**YOUR TASK:**
Of all the lines in the records below, copy only those that contain the string "Serialize".

(Dataset items)
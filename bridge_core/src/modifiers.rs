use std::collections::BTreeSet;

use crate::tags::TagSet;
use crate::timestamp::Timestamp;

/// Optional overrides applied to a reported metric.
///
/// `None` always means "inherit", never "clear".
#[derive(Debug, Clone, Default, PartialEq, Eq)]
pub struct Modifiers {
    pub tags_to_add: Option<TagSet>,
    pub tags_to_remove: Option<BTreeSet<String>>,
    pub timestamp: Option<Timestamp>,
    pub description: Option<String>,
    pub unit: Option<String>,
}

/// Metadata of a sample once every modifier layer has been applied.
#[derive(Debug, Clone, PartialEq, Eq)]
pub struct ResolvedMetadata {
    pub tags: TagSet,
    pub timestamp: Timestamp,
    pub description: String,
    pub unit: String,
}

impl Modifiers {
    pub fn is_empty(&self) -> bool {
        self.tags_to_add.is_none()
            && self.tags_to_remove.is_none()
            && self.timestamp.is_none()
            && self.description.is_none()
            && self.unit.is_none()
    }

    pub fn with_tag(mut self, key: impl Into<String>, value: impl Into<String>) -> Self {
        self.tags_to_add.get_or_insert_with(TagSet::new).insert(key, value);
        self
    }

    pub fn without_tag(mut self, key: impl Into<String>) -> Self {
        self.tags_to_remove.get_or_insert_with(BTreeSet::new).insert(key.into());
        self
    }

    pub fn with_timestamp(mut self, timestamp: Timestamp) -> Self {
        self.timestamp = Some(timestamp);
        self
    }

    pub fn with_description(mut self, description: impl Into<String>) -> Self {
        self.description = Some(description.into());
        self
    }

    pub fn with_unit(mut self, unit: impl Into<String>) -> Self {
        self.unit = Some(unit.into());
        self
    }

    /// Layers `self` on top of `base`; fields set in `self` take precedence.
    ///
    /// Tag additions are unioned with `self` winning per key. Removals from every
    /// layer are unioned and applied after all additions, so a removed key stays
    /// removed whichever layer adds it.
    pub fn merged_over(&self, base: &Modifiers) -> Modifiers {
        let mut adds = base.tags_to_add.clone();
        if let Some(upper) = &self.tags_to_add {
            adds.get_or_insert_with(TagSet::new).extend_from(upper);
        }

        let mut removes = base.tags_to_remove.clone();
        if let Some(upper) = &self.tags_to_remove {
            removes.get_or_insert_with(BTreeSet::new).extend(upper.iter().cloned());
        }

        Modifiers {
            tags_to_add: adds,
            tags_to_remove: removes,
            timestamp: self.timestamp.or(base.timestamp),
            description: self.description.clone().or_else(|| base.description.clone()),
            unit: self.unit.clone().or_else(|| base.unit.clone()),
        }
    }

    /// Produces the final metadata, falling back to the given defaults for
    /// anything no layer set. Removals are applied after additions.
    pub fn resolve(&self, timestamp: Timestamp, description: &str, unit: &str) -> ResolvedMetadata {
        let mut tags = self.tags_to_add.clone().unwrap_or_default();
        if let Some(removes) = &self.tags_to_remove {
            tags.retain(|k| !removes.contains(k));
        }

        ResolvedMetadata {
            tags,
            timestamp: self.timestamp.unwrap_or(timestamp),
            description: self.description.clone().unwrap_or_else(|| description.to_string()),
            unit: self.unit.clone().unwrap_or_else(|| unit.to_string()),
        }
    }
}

...

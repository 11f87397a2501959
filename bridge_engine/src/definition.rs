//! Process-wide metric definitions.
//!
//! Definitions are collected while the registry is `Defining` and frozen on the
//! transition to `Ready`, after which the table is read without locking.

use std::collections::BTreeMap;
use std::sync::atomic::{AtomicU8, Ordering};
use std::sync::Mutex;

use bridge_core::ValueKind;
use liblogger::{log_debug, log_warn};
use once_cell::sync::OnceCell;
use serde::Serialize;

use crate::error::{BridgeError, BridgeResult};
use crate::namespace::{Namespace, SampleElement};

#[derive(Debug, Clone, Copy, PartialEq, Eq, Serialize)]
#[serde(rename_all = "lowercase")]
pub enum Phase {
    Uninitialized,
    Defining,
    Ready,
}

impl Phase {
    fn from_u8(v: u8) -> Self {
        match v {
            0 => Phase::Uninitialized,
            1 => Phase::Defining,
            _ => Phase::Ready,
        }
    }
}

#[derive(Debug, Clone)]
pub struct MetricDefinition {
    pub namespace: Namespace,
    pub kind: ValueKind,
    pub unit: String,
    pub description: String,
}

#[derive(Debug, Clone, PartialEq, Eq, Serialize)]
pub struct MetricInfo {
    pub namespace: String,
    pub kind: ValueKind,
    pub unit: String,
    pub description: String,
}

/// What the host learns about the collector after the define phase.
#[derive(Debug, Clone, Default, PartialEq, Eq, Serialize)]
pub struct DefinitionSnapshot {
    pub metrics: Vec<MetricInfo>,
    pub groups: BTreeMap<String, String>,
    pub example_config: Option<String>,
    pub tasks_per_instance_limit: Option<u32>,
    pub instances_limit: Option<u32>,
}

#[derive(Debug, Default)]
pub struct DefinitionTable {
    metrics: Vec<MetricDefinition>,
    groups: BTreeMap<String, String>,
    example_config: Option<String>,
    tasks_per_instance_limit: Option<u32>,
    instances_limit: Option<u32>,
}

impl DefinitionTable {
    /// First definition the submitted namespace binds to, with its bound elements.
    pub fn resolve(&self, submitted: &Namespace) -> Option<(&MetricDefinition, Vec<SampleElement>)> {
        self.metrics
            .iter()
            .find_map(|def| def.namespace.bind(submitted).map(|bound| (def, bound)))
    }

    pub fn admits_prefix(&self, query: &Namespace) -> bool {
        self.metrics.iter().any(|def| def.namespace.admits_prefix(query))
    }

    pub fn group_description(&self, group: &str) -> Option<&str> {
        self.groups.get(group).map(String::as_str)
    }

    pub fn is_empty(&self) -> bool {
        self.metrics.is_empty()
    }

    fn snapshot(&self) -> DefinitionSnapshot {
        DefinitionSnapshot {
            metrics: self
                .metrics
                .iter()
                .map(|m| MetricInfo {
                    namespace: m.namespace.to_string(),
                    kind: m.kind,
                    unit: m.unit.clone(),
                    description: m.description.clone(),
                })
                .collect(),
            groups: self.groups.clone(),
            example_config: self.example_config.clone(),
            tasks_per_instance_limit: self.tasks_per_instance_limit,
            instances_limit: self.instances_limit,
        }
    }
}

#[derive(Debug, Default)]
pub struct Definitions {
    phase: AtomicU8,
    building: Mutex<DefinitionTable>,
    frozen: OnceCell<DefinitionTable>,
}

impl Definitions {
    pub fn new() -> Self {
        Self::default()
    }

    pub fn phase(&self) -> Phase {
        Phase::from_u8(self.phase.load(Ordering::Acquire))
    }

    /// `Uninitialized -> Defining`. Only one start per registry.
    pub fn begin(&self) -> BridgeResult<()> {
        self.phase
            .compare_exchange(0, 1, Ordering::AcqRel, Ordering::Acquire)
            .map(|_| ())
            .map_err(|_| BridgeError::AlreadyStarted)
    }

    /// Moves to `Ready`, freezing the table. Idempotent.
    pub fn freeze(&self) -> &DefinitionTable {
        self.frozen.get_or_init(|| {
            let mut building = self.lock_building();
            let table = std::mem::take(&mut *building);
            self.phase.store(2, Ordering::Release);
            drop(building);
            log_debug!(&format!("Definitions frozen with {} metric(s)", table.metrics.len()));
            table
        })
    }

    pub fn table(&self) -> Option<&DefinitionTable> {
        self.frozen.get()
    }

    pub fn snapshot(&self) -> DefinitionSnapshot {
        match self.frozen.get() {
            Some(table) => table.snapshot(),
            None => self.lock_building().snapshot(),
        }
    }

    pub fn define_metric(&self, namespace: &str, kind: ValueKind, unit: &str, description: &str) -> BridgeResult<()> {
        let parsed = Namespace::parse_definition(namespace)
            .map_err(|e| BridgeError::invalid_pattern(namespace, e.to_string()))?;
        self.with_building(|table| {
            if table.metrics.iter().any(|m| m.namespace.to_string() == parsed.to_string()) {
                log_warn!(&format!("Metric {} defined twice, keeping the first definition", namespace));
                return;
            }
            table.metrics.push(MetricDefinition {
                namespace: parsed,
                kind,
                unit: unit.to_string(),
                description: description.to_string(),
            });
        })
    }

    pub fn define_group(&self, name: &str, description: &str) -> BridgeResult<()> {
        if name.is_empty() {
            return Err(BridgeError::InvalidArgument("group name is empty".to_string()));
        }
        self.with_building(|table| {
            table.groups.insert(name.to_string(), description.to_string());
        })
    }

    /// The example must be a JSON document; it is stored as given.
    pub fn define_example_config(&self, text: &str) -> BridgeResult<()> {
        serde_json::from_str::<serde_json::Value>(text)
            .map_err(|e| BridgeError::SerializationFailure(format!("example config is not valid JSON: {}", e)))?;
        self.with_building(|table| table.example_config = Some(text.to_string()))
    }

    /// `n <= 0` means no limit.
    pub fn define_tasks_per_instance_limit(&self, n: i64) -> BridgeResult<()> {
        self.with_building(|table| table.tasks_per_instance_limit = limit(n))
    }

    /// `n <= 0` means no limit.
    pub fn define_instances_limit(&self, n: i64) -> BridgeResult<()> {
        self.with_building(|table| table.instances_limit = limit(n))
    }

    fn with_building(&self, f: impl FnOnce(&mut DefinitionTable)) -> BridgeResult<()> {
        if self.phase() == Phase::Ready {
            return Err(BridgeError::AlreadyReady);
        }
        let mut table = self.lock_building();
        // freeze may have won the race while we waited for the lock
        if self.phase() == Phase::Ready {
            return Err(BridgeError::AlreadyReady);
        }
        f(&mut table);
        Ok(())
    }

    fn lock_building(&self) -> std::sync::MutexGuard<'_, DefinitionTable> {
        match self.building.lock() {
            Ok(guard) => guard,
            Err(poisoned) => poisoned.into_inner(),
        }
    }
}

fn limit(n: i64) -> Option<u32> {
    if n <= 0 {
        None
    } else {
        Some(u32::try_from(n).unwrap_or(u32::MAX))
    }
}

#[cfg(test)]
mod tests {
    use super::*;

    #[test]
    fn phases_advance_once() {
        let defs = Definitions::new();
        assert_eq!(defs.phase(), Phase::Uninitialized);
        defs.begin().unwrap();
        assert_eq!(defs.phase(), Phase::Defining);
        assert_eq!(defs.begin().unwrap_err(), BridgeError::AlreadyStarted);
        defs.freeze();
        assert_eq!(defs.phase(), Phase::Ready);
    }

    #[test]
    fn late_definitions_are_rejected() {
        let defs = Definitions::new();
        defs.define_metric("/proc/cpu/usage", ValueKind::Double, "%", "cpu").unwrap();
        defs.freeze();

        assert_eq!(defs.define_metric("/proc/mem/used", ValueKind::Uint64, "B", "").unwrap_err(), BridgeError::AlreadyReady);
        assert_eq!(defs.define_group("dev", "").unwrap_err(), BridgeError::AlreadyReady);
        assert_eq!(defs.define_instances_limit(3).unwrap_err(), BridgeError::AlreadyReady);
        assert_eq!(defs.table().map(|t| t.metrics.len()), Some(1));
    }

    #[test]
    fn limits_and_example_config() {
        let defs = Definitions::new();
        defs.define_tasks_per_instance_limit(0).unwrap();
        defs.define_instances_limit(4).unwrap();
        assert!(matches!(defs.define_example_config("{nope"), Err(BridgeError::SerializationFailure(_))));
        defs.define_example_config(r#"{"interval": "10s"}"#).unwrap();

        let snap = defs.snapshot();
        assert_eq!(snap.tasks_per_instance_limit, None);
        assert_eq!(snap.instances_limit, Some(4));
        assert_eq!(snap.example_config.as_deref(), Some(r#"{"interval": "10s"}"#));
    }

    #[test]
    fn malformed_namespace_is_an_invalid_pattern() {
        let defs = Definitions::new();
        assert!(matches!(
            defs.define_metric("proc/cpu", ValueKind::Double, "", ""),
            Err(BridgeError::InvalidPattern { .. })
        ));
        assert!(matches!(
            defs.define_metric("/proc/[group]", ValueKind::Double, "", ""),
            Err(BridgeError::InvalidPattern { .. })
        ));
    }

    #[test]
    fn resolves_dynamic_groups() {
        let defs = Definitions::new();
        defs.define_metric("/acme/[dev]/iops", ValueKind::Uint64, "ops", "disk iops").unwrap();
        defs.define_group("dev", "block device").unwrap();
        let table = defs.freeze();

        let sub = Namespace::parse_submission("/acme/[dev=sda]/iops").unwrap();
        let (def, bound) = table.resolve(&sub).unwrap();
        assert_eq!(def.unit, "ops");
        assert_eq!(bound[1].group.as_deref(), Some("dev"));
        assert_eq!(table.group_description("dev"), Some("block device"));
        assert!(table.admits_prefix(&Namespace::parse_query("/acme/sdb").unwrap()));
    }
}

**ANSWER BOX:**
use serde::Serialize;
#[derive(Debug, Clone, Copy, PartialEq, Eq, Serialize)]
#[derive(Debug, Clone, PartialEq, Eq, Serialize)]
#[derive(Debug, Clone, Default, PartialEq, Eq, Serialize)]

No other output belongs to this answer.